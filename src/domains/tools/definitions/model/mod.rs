//! Model tools: geometry classification, the model writer, and the model
//! inspection tool.

pub mod geometry;
pub mod info;
pub mod writer;

pub use geometry::{Geometry, GeometryKind};
pub use info::{ModelInfoParams, ModelInfoTool};
pub use writer::{ModelError, ModelWriter, read_model, save_model};
//! The markup codec.
//!
//! Encoding uses `quick-xml`'s writer API with two-space indentation, so
//! output is deterministic. Decoding is intentionally shallow and generic:
//! it produces a `{root_tag, attributes, items[]}` tree rather than typed
//! records — the importer's normalizers interpret the tree, which lets the
//! merge tolerate foreign spellings (`group` vs `Group`, text content vs a
//! `name` attribute).

use std::io::Cursor;

use chrono::{DateTime, Utc};
use quick_xml::{
  Reader, Writer,
  events::{BytesDecl, BytesEnd, BytesStart, BytesText, Event},
};
use rollcall_core::{JournalRecord, StudentRecord};

use crate::{Error, Result};

// ─── Generic decoded tree ────────────────────────────────────────────────────

/// Shallow generic view of a markup document: the root element, its direct
/// children ("items") and their direct children. Anything deeper is
/// ignored.
#[derive(Debug, Clone, PartialEq, Eq)]
pub struct XmlDocument {
  pub root_tag:   String,
  pub attributes: Vec<(String, String)>,
  pub items:      Vec<XmlItem>,
}

#[derive(Debug, Clone, PartialEq, Eq)]
pub struct XmlItem {
  pub tag:      String,
  pub attrs:    Vec<(String, String)>,
  pub text:     String,
  pub children: Vec<XmlChild>,
}

#[derive(Debug, Clone, PartialEq, Eq)]
pub struct XmlChild {
  pub tag:  String,
  pub text: String,
}

impl XmlItem {
  /// Look up a direct child's text by case-insensitive tag name.
  pub fn child_text(&self, tag: &str) -> Option<&str> {
    self
      .children
      .iter()
      .find(|c| c.tag.eq_ignore_ascii_case(tag))
      .map(|c| c.text.as_str())
  }

  /// Look up an attribute value by case-insensitive name.
  pub fn attr(&self, name: &str) -> Option<&str> {
    self
      .attrs
      .iter()
      .find(|(k, _)| k.eq_ignore_ascii_case(name))
      .map(|(_, v)| v.as_str())
  }
}

// ─── Encoding ────────────────────────────────────────────────────────────────

/// `<Groups exported=".." count=".."><Group id="1"><Name>..</Name></Group>..`
pub fn encode_groups(groups: &[String], exported: DateTime<Utc>) -> String {
  let mut w = writer();
  write_root(&mut w, "Groups", exported, groups.len());
  for (i, name) in groups.iter().enumerate() {
    let mut elem = BytesStart::new("Group");
    elem.push_attribute(("id", (i + 1).to_string().as_str()));
    w.write_event(Event::Start(elem)).unwrap();
    write_text_elem(&mut w, "Name", name);
    write_end(&mut w, "Group");
  }
  finish(w, "Groups")
}

/// `<Students ..><Student id="1"><Group>..</Group><Surname>..`
pub fn encode_students(
  students: &[StudentRecord],
  exported: DateTime<Utc>,
) -> String {
  let mut w = writer();
  write_root(&mut w, "Students", exported, students.len());
  for (i, s) in students.iter().enumerate() {
    let mut elem = BytesStart::new("Student");
    elem.push_attribute(("id", (i + 1).to_string().as_str()));
    w.write_event(Event::Start(elem)).unwrap();
    write_text_elem(&mut w, "Group", &s.group);
    write_text_elem(&mut w, "Surname", &s.surname);
    write_text_elem(&mut w, "Name", &s.name);
    write_text_elem(&mut w, "Patronymic", &s.patronymic);
    write_end(&mut w, "Student");
  }
  finish(w, "Students")
}

/// `<AttendanceJournal ..><Record id="1"><Date>..</Date>..<MissedHours>..`
pub fn encode_journal(
  records: &[JournalRecord],
  exported: DateTime<Utc>,
) -> String {
  let mut w = writer();
  write_root(&mut w, "AttendanceJournal", exported, records.len());
  for (i, r) in records.iter().enumerate() {
    let mut elem = BytesStart::new("Record");
    elem.push_attribute(("id", (i + 1).to_string().as_str()));
    w.write_event(Event::Start(elem)).unwrap();
    write_text_elem(&mut w, "Date", &r.date);
    write_text_elem(&mut w, "Group", &r.group);
    write_text_elem(&mut w, "Surname", &r.surname);
    write_text_elem(&mut w, "Name", &r.name);
    write_text_elem(&mut w, "Patronymic", &r.patronymic);
    write_text_elem(&mut w, "Lesson", &r.lesson);
    write_text_elem(&mut w, "MissedHours", &r.missed_hours.to_string());
    write_end(&mut w, "Record");
  }
  finish(w, "AttendanceJournal")
}

// ─── Writer helpers ──────────────────────────────────────────────────────────

type XmlWriter = Writer<Cursor<Vec<u8>>>;

fn writer() -> XmlWriter {
  Writer::new_with_indent(Cursor::new(Vec::new()), b' ', 2)
}

fn write_root(w: &mut XmlWriter, tag: &str, exported: DateTime<Utc>, count: usize) {
  w.write_event(Event::Decl(BytesDecl::new("1.0", Some("UTF-8"), None)))
    .unwrap();
  let mut root = BytesStart::new(tag);
  root.push_attribute(("exported", exported.to_rfc3339().as_str()));
  root.push_attribute(("count", count.to_string().as_str()));
  w.write_event(Event::Start(root)).unwrap();
}

fn write_end(w: &mut XmlWriter, tag: &str) {
  w.write_event(Event::End(BytesEnd::new(tag))).unwrap();
}

fn write_text_elem(w: &mut XmlWriter, tag: &str, text: &str) {
  w.write_event(Event::Start(BytesStart::new(tag))).unwrap();
  w.write_event(Event::Text(BytesText::new(text))).unwrap();
  write_end(w, tag);
}

// Writes to an in-memory cursor are infallible, and the writer only ever
// emits UTF-8.
fn finish(mut w: XmlWriter, root_tag: &str) -> String {
  write_end(&mut w, root_tag);
  String::from_utf8(w.into_inner().into_inner()).unwrap()
}

// ─── Decoding ────────────────────────────────────────────────────────────────

/// Parse any markup document into the shallow generic tree.
pub fn decode(xml: &[u8]) -> Result<XmlDocument> {
  let mut reader = Reader::from_reader(xml);
  reader.config_mut().trim_text(true);

  let mut doc: Option<XmlDocument> = None;
  let mut item: Option<XmlItem> = None;
  let mut child: Option<XmlChild> = None;
  let mut depth = 0usize;
  let mut buf = Vec::new();

  loop {
    match reader.read_event_into(&mut buf) {
      Ok(Event::Start(ref e)) => {
        match depth {
          0 => {
            doc = Some(XmlDocument {
              root_tag:   tag_of(e),
              attributes: attrs_of(e)?,
              items:      Vec::new(),
            })
          }
          1 => {
            item = Some(XmlItem {
              tag:      tag_of(e),
              attrs:    attrs_of(e)?,
              text:     String::new(),
              children: Vec::new(),
            })
          }
          2 => {
            child = Some(XmlChild { tag: tag_of(e), text: String::new() })
          }
          _ => {} // deeper levels ignored by the shallow decode
        }
        depth += 1;
      }
      Ok(Event::Empty(ref e)) => match depth {
        1 => {
          if let Some(doc) = doc.as_mut() {
            doc.items.push(XmlItem {
              tag:      tag_of(e),
              attrs:    attrs_of(e)?,
              text:     String::new(),
              children: Vec::new(),
            });
          }
        }
        2 => {
          if let Some(item) = item.as_mut() {
            item.children.push(XmlChild { tag: tag_of(e), text: String::new() });
          }
        }
        _ => {}
      },
      Ok(Event::Text(ref e)) => {
        let text = e
          .unescape()
          .map_err(|err| Error::Xml(err.to_string()))?
          .into_owned();
        match depth {
          2 => {
            if let Some(item) = item.as_mut() {
              item.text = text;
            }
          }
          3 => {
            if let Some(child) = child.as_mut() {
              child.text = text;
            }
          }
          _ => {}
        }
      }
      Ok(Event::End(_)) => {
        depth = depth.saturating_sub(1);
        match depth {
          2 => {
            if let (Some(item), Some(closed)) = (item.as_mut(), child.take()) {
              item.children.push(closed);
            }
          }
          1 => {
            if let (Some(doc), Some(closed)) = (doc.as_mut(), item.take()) {
              doc.items.push(closed);
            }
          }
          _ => {}
        }
      }
      Ok(Event::Eof) => break,
      Err(e) => return Err(Error::Xml(e.to_string())),
      _ => {}
    }
    buf.clear();
  }

  doc.ok_or_else(|| Error::Xml("document has no root element".into()))
}

fn tag_of(e: &BytesStart<'_>) -> String {
  String::from_utf8_lossy(e.name().as_ref()).into_owned()
}

fn attrs_of(e: &BytesStart<'_>) -> Result<Vec<(String, String)>> {
  let mut attrs = Vec::new();
  for attr in e.attributes() {
    let attr = attr.map_err(|err| Error::Xml(err.to_string()))?;
    let key = String::from_utf8_lossy(attr.key.as_ref()).into_owned();
    let value = attr
      .unescape_value()
      .map_err(|err| Error::Xml(err.to_string()))?
      .into_owned();
    attrs.push((key, value));
  }
  Ok(attrs)
}

// ─── Tests ───────────────────────────────────────────────────────────────────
_ _ _
Exercise
Return, word for word, the lines of the data above from the line with "pub mod info;" through the line with "rather than typed", inclusive.

Output for this task
pub mod info;
pub mod writer;

pub use geometry::{Geometry, GeometryKind};
pub use info::{ModelInfoParams, ModelInfoTool};
pub use writer::{ModelError, ModelWriter, read_model, save_model};
//! The markup codec.
//!
//! Encoding uses `quick-xml`'s writer API with two-space indentation, so
//! output is deterministic. Decoding is intentionally shallow and generic:
//! it produces a `{root_tag, attributes, items[]}` tree rather than typed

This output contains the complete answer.